International Cooperative Volunteer Student Staff icvss, Kansai University Division of International Affairs

 In February of 2020, the International Cooperative Volunteer Student Staff: icvss-a Kansai University student organization for international cooperation-won the finalist award at the Asahi Shimbun Company's University SDGs ACTION! AWARDS in 2020.  The students proposed a resume template without a section specifying the applicant's gender.  This was created as a way to promote gender equality.  Let's find out how everyone involved in the project felt.

We're probably overlooking small gender problems.

 The icvss is a student organization that engages in activities intended to increase interest in international cooperation and contribution.  The organization's members are focused on issues such as poverty, education gaps, discrimination, and other various issues.  But why did the students focus on gender problems?

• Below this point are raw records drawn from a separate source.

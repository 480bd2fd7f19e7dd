// Copyright (c) 2025 Steve Wagner (ciroque@live.com)
// SPDX-License-Identifier: MIT

//! Message types for greeting lifecycle events.
//!
//! This module contains message types for logging events related to:
//! * Greeting construction
//! * Emission to the output stream (completion, failure)

use crate::observability::messages::StructuredLog;
use std::fmt::{Display, Formatter};
use std::time::Duration;
use tracing::Span;

/// Greeting constructed.
///
/// # Log Level
/// `debug!` - Lifecycle detail
///
/// # Example
/// ```
/// use hello_greeting::observability::messages::greeting::GreetingConstructed;
///
/// let msg = GreetingConstructed { message_len: 12 };
///
/// tracing::debug!("{}", msg);
/// ```
pub struct GreetingConstructed {
    pub message_len: usize,
}

impl Display for GreetingConstructed {
    fn fmt(&self, f: &mut Formatter) -> std::fmt::Result {
        write!(f, "Greeting constructed: message_len={} bytes", self.message_len)
    }
}

impl StructuredLog for GreetingConstructed {
    fn log(&self) {
        tracing::debug!(message_len = self.message_len, "{}", self);
    }

    fn span(&self, name: &str) -> Span {
        tracing::debug_span!("greeting", span_name = name, message_len = self.message_len)
    }
}

/// Greeting about to be written; its span wraps the write and flush.
///
/// # Log Level
/// `debug!` - Lifecycle detail
pub struct GreetingEmitStarted {
    pub message_len: usize,
}

impl Display for GreetingEmitStarted {
    fn fmt(&self, f: &mut Formatter) -> std::fmt::Result {
        write!(f, "Emitting greeting: message_len={} bytes", self.message_len)
    }
}

impl StructuredLog for GreetingEmitStarted {
    fn log(&self) {
        tracing::debug!(message_len = self.message_len, "{}", self);
    }

    fn span(&self, name: &str) -> Span {
        tracing::info_span!("emit", span_name = name, message_len = self.message_len)
    }
}

/// Greeting written and flushed.
///
/// # Log Level
/// `info!` - Important operational event
///
/// # Example
/// ```
/// use hello_greeting::observability::messages::greeting::GreetingEmitted;
/// use std::time::Duration;
///
/// let msg = GreetingEmitted {
///     bytes_written: 13,
///     duration: Duration::from_micros(4),
/// };
///
/// tracing::info!("{}", msg);
/// ```
pub struct GreetingEmitted {
    pub bytes_written: usize,
    pub duration: Duration,
}

impl Display for GreetingEmitted {
    fn fmt(&self, f: &mut Formatter) -> std::fmt::Result {
        write!(
            f,
            "Greeting emitted: {} bytes, duration={:?}",
            self.bytes_written, self.duration
        )
    }
}

impl StructuredLog for GreetingEmitted {
    fn log(&self) {
        tracing::info!(
            bytes_written = self.bytes_written,
            duration_us = self.duration.as_micros() as u64,
            "{}", self
        );
    }

    fn span(&self, name: &str) -> Span {
        tracing::info_span!(
            "emit",
            span_name = name,
            bytes_written = self.bytes_written,
        )
    }
}

/// Greeting could not be written.
///
/// # Log Level
/// `error!` - Failure requiring attention
///
/// # Example
/// ```
/// use hello_greeting::observability::messages::greeting::GreetingEmitFailed;
///
/// let error = std::io::Error::new(std::io::ErrorKind::BrokenPipe, "stdout closed");
/// let msg = GreetingEmitFailed { error: &error };
///
/// tracing::error!("{}", msg);
/// ```
pub struct GreetingEmitFailed<'a> {
    pub error: &'a dyn std::error::Error,
}

impl Display for GreetingEmitFailed<'_> {
    fn fmt(&self, f: &mut Formatter) -> std::fmt::Result {
        write!(f, "Failed to emit greeting: {}", self.error)
    }
}

impl StructuredLog for GreetingEmitFailed<'_> {
    fn log(&self) {
        tracing::error!(error = %self.error, "{}", self);
    }

    fn span(&self, name: &str) -> Span {
        tracing::error_span!("emit", span_name = name, error = %self.error)
    }
}

#[cfg(test)]
mod tests {
    use super::*;

    #[test]
    fn test_greeting_constructed_display() {
        let msg = GreetingConstructed { message_len: 12 };
        assert_eq!(msg.to_string(), "Greeting constructed: message_len=12 bytes");
    }

    #[test]
    fn test_greeting_emit_started_display() {
        let msg = GreetingEmitStarted { message_len: 12 };
        assert_eq!(msg.to_string(), "Emitting greeting: message_len=12 bytes");
    }

    #[test]
    fn test_greeting_emitted_display() {
        let msg = GreetingEmitted {
            bytes_written: 13,
            duration: Duration::from_millis(2),
        };
        assert_eq!(msg.to_string(), "Greeting emitted: 13 bytes, duration=2ms");
    }

    #[test]
    fn test_greeting_emit_failed_display() {
        let error = std::io::Error::new(std::io::ErrorKind::BrokenPipe, "stdout closed");
        let msg = GreetingEmitFailed { error: &error };
        assert_eq!(msg.to_string(), "Failed to emit greeting: stdout closed");
    }

    #[test]
    fn test_logging_without_subscriber_is_silent() {
        // No subscriber installed: these must not panic
        GreetingConstructed { message_len: 0 }.log();
        let _span = GreetingConstructed { message_len: 0 }.span("test");
    }
}
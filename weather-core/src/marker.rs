//! Temperature to map-marker color classification.

use serde::{Serialize, Serializer};

/// Discrete color band for a map marker, warmest first.
#[derive(Debug, Clone, Copy, PartialEq, Eq, Hash)]
pub enum ColorBucket {
    Scorching,
    VeryHot,
    Hot,
    Warm,
    Mild,
    Pleasant,
    Cool,
    Chilly,
    Cold,
    VeryCold,
    Freezing,
    Frigid,
}

/// Lower bounds (inclusive, °C), evaluated top to bottom; first match wins.
const THRESHOLDS: &[(f64, ColorBucket)] = &[
    (35.0, ColorBucket::Scorching),
    (30.0, ColorBucket::VeryHot),
    (25.0, ColorBucket::Hot),
    (20.0, ColorBucket::Warm),
    (15.0, ColorBucket::Mild),
    (10.0, ColorBucket::Pleasant),
    (5.0, ColorBucket::Cool),
    (0.0, ColorBucket::Chilly),
    (-5.0, ColorBucket::Cold),
    (-10.0, ColorBucket::VeryCold),
    (-15.0, ColorBucket::Freezing),
];

impl ColorBucket {
    pub fn hex(&self) -> &'static str {
        match self {
            Self::Scorching => "#840319",
            Self::VeryHot => "#e51b1b",
            Self::Hot => "#e5791b",
            Self::Warm => "#e5b91b",
            Self::Mild => "#eae71c",
            Self::Pleasant => "#94ff42",
            Self::Cool => "#34f474",
            Self::Chilly => "#34f4d4",
            Self::Cold => "#7ccdff",
            Self::VeryCold => "#7972ff",
            Self::Freezing => "#3c15c6",
            Self::Frigid => "#64259b",
        }
    }

    /// Every bucket, warmest first; the last one is the below-lowest-threshold band.
    pub const fn all() -> &'static [ColorBucket] {
        &[
            Self::Scorching,
            Self::VeryHot,
            Self::Hot,
            Self::Warm,
            Self::Mild,
            Self::Pleasant,
            Self::Cool,
            Self::Chilly,
            Self::Cold,
            Self::VeryCold,
            Self::Freezing,
            Self::Frigid,
        ]
    }
}

impl std::fmt::Display for ColorBucket {
    fn fmt(&self, f: &mut std::fmt::Formatter<'_>) -> std::fmt::Result {
        f.write_str(self.hex())
    }
}

impl Serialize for ColorBucket {
    fn serialize<S: Serializer>(&self, serializer: S) -> Result<S::Ok, S::Error> {
        serializer.serialize_str(self.hex())
    }
}

/// Map a Celsius temperature to its marker color. Total: NaN lands in the coldest band.
pub fn classify_temperature(temp_celsius: f64) -> ColorBucket {
    THRESHOLDS
        .iter()
        .find(|(lower, _)| temp_celsius >= *lower)
        .map(|(_, bucket)| *bucket)
        .unwrap_or(ColorBucket::Frigid)
}
//! Binary for the weather proxy server.

use std::{path::PathBuf, sync::Arc};

use anyhow::Context;
use clap::Parser;
use weather_core::{Config, provider::provider_from_config};
use weather_server::{AppState, router};

#[derive(Debug, Parser)]
#[command(name = "weather-server", version, about = "Weather proxy API")]
struct Args {
    /// Path to a config file instead of the platform default.
    #[arg(long)]
    config: Option<PathBuf>,

    /// Address to listen on, e.g. 0.0.0.0:8000.
    #[arg(long)]
    bind: Option<String>,
}

#[tokio::main]
async fn main() -> anyhow::Result<()> {
    tracing_subscriber::fmt()
        .with_env_filter(
            tracing_subscriber::EnvFilter::try_from_default_env()
                .unwrap_or_else(|_| tracing_subscriber::EnvFilter::new("info")),
        )
        .init();

    let args = Args::parse();
    let mut config = match &args.config {
        Some(path) => Config::load_from(path)?,
        None => Config::load()?,
    };
    if let Some(bind) = args.bind {
        config.server.bind = bind;
    }

    let provider = provider_from_config(&config.provider)?;
    let app = router(AppState::new(Arc::from(provider)));

    let listener = tokio::net::TcpListener::bind(&config.server.bind)
        .await
        .with_context(|| format!("Failed to bind {}", config.server.bind))?;

    tracing::info!(
        bind = %config.server.bind,
        upstream = %config.provider.base_url,
        timeout_secs = config.provider.timeout_secs,
        "weather proxy listening"
    );

    axum::serve(listener, app)
        .with_graceful_shutdown(shutdown_signal())
        .await
        .context("Server error")?;

    Ok(())
}

async fn shutdown_signal() {
    if let Err(e) = tokio::signal::ctrl_c().await {
        tracing::error!(error = %e, "failed to listen for shutdown signal");
        return;
    }
    tracing::info!("shutting down");
}
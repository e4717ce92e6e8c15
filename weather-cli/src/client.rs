use anyhow::{Context, Result, anyhow};
use reqwest::Client;
use serde::Deserialize;
use weather_core::{ClientConfig, Coordinate, WeatherRecord};

/// Thin client for the proxy's `GET /weather` endpoint.
#[derive(Debug, Clone)]
pub struct ProxyClient {
    base_url: String,
    http: Client,
}

#[derive(Debug, Deserialize)]
struct ErrorBody {
    detail: String,
}

impl ProxyClient {
    pub fn new(config: &ClientConfig) -> Result<Self> {
        let http = Client::builder()
            .timeout(config.timeout())
            .build()
            .context("Failed to build HTTP client")?;

        Ok(Self {
            base_url: config.server_url.trim_end_matches('/').to_string(),
            http,
        })
    }

    pub async fn weather(&self, coordinate: Coordinate) -> Result<WeatherRecord> {
        let url = format!("{}/weather", self.base_url);
        tracing::debug!(%url, %coordinate, "querying weather proxy");

        let res = self
            .http
            .get(&url)
            .query(&[("lat", coordinate.latitude), ("lon", coordinate.longitude)])
            .send()
            .await
            .with_context(|| {
                format!(
                    "Failed to reach the weather proxy at {}.\n\
                     Hint: is `weather-server` running?",
                    self.base_url
                )
            })?;

        let status = res.status();
        let body = res.text().await.context("Failed to read weather proxy response")?;

        if !status.is_success() {
            let detail = serde_json::from_str::<ErrorBody>(&body)
                .map(|e| e.detail)
                .unwrap_or(body);
            return Err(anyhow!("Weather proxy returned {status}: {detail}"));
        }

        serde_json::from_str(&body).context("Failed to parse weather proxy response")
    }
}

From the left: Ayane Kano, Maho Iguchi (online participant), Haruka Yamazaki, and Ayato Shitamachi
The purpose of the icvss is to deepen the understanding of international cooperation throughout Kansai University.  That's why we wanted to take on a theme that is both familiar to and easy for students to understand.  I remember this one time when I was watching a performance by our cheering squad at a school festival.  When a female member took the stage dressed in a school uniform typically worn by boys, someone in the crowd said, "Hey, there's a girl up there," clearly sounding surprised.  That seemed a little wrong to me, and that's when I noticed that gender equality-one of the SDG* objectives-is a problem that affects all of us.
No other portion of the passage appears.